Why the Tories are wrong to hope for a Thatcher-style poll recovery

Unlike Thatcher in the 1980s, the current Conservative Party does not enjoy the advantage of a divided left.

Having trailed Labour in every poll since 18 March (three days before George Osborne's fateful Budget), the Conservatives are consoling themselves with the thought that they have been here before. Margaret Thatcher, they recall, often lagged behind in the polls but twice recovered to win landslide victories in 1983 and 1987. At the Conservative conference earlier this month, David Cameron told a 1922 Committee/ConservativeHome reception that between 1983 and 1987, the Tories averaged just 24 per cent in the polls but went on to win a majority of 102 seats at the election. While he would "settle for less than that", he believed that "boundaries or no boundaries", the Tories could win. It's not just Cameron who is seeking to strike a more optimistic tone. Ken Clarke recently told the cabinet that "he had never been in a government that had been more popular at mid-term." With unemployment and inflation down, and the economy out of recession (although for how long remains to be seen), some Tories are beginning to dream of a majority again. But a closer analysis of the polls suggests that they're wrong to be so sanguine.

First, it's unclear which polls Cameron is referring to when he claims that the Tories averaged support of 24 per cent between 1983 and 1987. As UK Polling Report's comprehensive archive of polls shows, only once (on 12 August 1985) did backing for the party fall this low. Cameron probably meant to say that support for the Tories averaged 24 per cent at this stage in Thatcher's second term (as his personal pollster Andrew Cooper is reported to have told the cabinet), but even this claim doesn't stand up. In 1985, support for the party more often stood at around 33 per cent. The Thatcher recovery was not as great as the Tories suggest.

Second, unlike Thatcher, the current Conservative Party does not enjoy the advantage of a divided left. One of the biggest obstacles to a Labour majority in the 1980s was the strength of the SDP-Liberal Alliance, which won 25.4 per cent of the vote in the 1983 election and 22.6 per cent in 1987. It is the present weakness of the Lib Dems that is one of the biggest obstacles to a Conservative majority.

While it is the Tories who are in second place in most Lib Dem seats (38 compared to 17 for Labour), any gains they make from Nick Clegg's party are likely to be outweighed by the gains Labour makes as Lib Dem defectors carry the party to victory in Tory marginals (see Rob Ford's recent post "Who benefits from a Lib Dem collapse?" for more on this). We are seeing this trend at work in the Corby by-election, where a recent poll by Lord Ashcroft found that support for Labour had risen from 39 per cent to 54 per cent since the general election, while support for the Lib Dems had plummeted from 15 per cent to five per cent. Corby is one of 38 Labour-Tory marginals where the third place Lib Dem vote is more than twice the margin of victory, showing the potential for Miliband's party to make significant gains even if Clegg's party partially recovers before 2015. In addition, while existing Lib Dem MPs, many of whom enjoy large local followings, are likely to benefit from an incumbency effect, it is the Tories, not Labour, who will suffer as a result (as I noted, Cameron's party is in second place in 38 of the Lib Dems' 57 seats).

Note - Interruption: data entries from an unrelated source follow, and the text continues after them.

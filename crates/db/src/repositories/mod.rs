//! Repository layer.
//!
//! Each repository is a zero-sized struct providing async methods that
//! accept `&PgPool` as the first argument.

pub mod processing_queue_repo;
pub mod recording_repo;
pub mod video_file_repo;

pub use processing_queue_repo::ProcessingQueueRepo;
pub use recording_repo::RecordingRepo;
pub use video_file_repo::VideoFileRepo;
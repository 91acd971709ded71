//! Repository for the `video_files` table.

use interviews_core::types::DbId;
use sqlx::PgPool;

use crate::models::video_file::{CreateVideoFile, VideoFile};

/// Column list shared across queries to avoid repetition.
const COLUMNS: &str = "id, recording_id, file_path, width, height, file_size, \
    mime_type, bitrate, duration_secs, deleted_at, created_at, updated_at";

pub struct VideoFileRepo;

impl VideoFileRepo {
    /// Register a video file for a recording.
    ///
    /// Fails with a unique violation (`uq_video_files_live_recording`) if the
    /// recording already has a live video file.
    pub async fn create(pool: &PgPool, input: &CreateVideoFile) -> Result<VideoFile, sqlx::Error> {
        let query = format!(
            "INSERT INTO video_files
                (recording_id, file_path, width, height, file_size, mime_type,
                 bitrate, duration_secs)
             VALUES ($1, $2, $3, $4, $5, COALESCE($6, 'video/mp4'), $7, $8)
             RETURNING {COLUMNS}"
        );
        sqlx::query_as::<_, VideoFile>(&query)
            .bind(input.recording_id)
            .bind(&input.file_path)
            .bind(input.width)
            .bind(input.height)
            .bind(input.file_size)
            .bind(&input.mime_type)
            .bind(input.bitrate)
            .bind(input.duration_secs)
            .fetch_one(pool)
            .await
    }

    /// Find the live video file of a recording. Excludes soft-deleted rows.
    pub async fn find_by_recording(
        pool: &PgPool,
        recording_id: DbId,
    ) -> Result<Option<VideoFile>, sqlx::Error> {
        let query = format!(
            "SELECT {COLUMNS} FROM video_files
             WHERE recording_id = $1 AND deleted_at IS NULL"
        );
        sqlx::query_as::<_, VideoFile>(&query)
            .bind(recording_id)
            .fetch_optional(pool)
            .await
    }

    /// Soft-delete the live video file of a recording.
    ///
    /// Returns `true` if a row was marked deleted.
    pub async fn soft_delete_by_recording(
        pool: &PgPool,
        recording_id: DbId,
    ) -> Result<bool, sqlx::Error> {
        let result = sqlx::query(
            "UPDATE video_files SET deleted_at = NOW() \
             WHERE recording_id = $1 AND deleted_at IS NULL",
        )
        .bind(recording_id)
        .execute(pool)
        .await?;
        Ok(result.rows_affected() > 0)
    }

    /// Permanently delete every video file row of a recording, live or
    /// soft-deleted. Returns the removed rows so their files can be cleaned up.
    pub async fn hard_delete_by_recording(
        pool: &PgPool,
        recording_id: DbId,
    ) -> Result<Vec<VideoFile>, sqlx::Error> {
        let query = format!("DELETE FROM video_files WHERE recording_id = $1 RETURNING {COLUMNS}");
        sqlx::query_as::<_, VideoFile>(&query)
            .bind(recording_id)
            .fetch_all(pool)
            .await
    }
}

Finally, while the Conservatives' core vote has held up better than many expected (the latest YouGov poll puts them on 33 per cent, down just three per cent since the general election), there is no evidence of the party advancing beyond this. The Tories are still in retreat in those areas – the north, Wales, Scotland – that denied them a majority at the last election. Rather than drawing false comfort from history, the Conservatives should focus on adopting the policies needed to change this, something they currently show little sign of doing.

The Conservatives hope that David Cameron, like Margaret Thatcher, will overturn Labour's poll lead before the general election. Photograph: Getty Images.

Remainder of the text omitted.